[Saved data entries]
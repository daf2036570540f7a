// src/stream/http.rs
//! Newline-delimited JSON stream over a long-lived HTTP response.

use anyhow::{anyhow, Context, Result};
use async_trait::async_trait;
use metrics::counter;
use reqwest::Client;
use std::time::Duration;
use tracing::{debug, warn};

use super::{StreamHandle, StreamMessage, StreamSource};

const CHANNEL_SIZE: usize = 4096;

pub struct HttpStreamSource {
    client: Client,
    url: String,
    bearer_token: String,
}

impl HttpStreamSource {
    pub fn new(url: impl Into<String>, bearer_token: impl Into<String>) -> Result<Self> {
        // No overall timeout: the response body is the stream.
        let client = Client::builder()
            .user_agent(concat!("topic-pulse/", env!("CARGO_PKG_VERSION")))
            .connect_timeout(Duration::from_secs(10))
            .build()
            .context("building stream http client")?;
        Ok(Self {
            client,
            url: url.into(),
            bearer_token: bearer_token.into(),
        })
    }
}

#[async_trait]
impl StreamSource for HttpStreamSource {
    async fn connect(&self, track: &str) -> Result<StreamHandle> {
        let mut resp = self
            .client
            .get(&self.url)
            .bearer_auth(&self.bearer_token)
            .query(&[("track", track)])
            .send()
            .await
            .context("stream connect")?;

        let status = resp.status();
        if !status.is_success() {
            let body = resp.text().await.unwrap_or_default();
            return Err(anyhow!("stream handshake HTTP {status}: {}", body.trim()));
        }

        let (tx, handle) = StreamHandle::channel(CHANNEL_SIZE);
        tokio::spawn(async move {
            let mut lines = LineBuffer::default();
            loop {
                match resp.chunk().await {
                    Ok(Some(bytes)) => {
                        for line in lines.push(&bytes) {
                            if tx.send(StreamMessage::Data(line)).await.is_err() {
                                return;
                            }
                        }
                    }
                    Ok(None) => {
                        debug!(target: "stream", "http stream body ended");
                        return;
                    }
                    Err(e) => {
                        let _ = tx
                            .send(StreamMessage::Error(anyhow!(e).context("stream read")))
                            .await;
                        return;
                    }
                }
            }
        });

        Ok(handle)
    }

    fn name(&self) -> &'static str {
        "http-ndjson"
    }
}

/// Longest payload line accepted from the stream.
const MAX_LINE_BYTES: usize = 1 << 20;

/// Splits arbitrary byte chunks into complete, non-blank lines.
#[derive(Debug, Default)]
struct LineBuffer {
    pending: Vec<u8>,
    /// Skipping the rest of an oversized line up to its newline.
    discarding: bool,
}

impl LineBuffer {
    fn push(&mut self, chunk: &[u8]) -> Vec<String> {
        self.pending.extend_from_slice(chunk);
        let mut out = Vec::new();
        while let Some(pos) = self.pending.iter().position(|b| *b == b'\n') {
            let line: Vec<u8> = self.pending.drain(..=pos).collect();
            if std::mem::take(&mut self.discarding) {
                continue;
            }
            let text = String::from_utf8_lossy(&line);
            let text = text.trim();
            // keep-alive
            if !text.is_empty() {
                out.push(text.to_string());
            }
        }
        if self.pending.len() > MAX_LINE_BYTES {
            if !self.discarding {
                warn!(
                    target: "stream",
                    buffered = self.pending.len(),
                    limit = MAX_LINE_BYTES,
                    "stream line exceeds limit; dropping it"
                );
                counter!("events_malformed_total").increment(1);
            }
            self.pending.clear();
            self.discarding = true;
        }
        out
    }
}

--- What to do ---
State the number of lines in the records that hold the string "pending", and add nothing.

--- Output below ---
7